▶ Work item: Reproduce the data below line by line, from its first line to the line with "the GITHUB_TOKEN environment", both included, and nothing past that point.

Collected data
····················

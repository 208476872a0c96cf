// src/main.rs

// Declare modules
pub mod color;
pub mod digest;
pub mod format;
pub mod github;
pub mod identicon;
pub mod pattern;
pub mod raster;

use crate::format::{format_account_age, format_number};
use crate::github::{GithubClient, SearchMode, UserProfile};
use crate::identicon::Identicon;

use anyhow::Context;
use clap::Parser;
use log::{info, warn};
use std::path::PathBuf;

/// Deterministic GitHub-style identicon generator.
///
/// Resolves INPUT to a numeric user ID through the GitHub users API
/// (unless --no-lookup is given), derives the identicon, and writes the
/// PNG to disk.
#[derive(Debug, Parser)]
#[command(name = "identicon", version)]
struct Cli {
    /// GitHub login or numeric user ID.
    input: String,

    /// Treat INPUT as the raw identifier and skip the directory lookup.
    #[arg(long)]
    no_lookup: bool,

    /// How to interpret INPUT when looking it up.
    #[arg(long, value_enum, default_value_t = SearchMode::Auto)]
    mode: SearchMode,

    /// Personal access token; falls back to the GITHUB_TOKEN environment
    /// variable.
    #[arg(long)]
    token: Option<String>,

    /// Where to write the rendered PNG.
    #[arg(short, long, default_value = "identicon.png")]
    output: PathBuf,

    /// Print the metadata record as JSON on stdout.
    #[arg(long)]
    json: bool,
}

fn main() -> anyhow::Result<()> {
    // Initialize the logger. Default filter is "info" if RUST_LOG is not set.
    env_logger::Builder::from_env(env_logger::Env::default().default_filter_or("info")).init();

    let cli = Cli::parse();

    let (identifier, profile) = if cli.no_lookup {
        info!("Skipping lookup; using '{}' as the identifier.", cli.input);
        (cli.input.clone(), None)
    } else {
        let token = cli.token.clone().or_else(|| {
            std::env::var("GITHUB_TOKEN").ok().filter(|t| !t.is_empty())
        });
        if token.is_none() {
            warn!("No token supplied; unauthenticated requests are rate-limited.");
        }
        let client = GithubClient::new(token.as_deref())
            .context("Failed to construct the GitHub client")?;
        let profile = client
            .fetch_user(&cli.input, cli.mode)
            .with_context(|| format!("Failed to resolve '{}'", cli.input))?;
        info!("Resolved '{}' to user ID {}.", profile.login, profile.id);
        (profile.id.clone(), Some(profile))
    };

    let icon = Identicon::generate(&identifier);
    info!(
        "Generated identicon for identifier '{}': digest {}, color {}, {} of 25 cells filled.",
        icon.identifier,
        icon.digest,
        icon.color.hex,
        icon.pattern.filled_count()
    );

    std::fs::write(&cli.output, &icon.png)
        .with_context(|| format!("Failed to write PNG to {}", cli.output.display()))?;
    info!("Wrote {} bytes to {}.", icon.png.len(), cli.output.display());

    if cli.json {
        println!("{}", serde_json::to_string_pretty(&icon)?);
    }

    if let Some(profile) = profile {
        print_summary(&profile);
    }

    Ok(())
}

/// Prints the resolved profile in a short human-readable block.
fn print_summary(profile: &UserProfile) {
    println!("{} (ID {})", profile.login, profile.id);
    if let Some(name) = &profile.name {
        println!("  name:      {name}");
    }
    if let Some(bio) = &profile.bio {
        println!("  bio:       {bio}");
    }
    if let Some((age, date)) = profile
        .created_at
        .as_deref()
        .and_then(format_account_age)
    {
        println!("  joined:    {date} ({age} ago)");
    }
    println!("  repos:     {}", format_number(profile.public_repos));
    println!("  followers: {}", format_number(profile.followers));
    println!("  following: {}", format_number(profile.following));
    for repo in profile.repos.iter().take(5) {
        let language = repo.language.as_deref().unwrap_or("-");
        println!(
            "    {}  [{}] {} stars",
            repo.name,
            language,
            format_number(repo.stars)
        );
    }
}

····················

▶ Worked solution:
repository 208476872a0c96cf
// src/main.rs

// Declare modules
pub mod color;
pub mod digest;
pub mod format;
pub mod github;
pub mod identicon;
pub mod pattern;
pub mod raster;

use crate::format::{format_account_age, format_number};
use crate::github::{GithubClient, SearchMode, UserProfile};
use crate::identicon::Identicon;

use anyhow::Context;
use clap::Parser;
use log::{info, warn};
use std::path::PathBuf;

/// Deterministic GitHub-style identicon generator.
///
/// Resolves INPUT to a numeric user ID through the GitHub users API
/// (unless --no-lookup is given), derives the identicon, and writes the
/// PNG to disk.
#[derive(Debug, Parser)]
#[command(name = "identicon", version)]
struct Cli {
    /// GitHub login or numeric user ID.
    input: String,

    /// Treat INPUT as the raw identifier and skip the directory lookup.
    #[arg(long)]
    no_lookup: bool,

    /// How to interpret INPUT when looking it up.
    #[arg(long, value_enum, default_value_t = SearchMode::Auto)]
    mode: SearchMode,

    /// Personal access token; falls back to the GITHUB_TOKEN environment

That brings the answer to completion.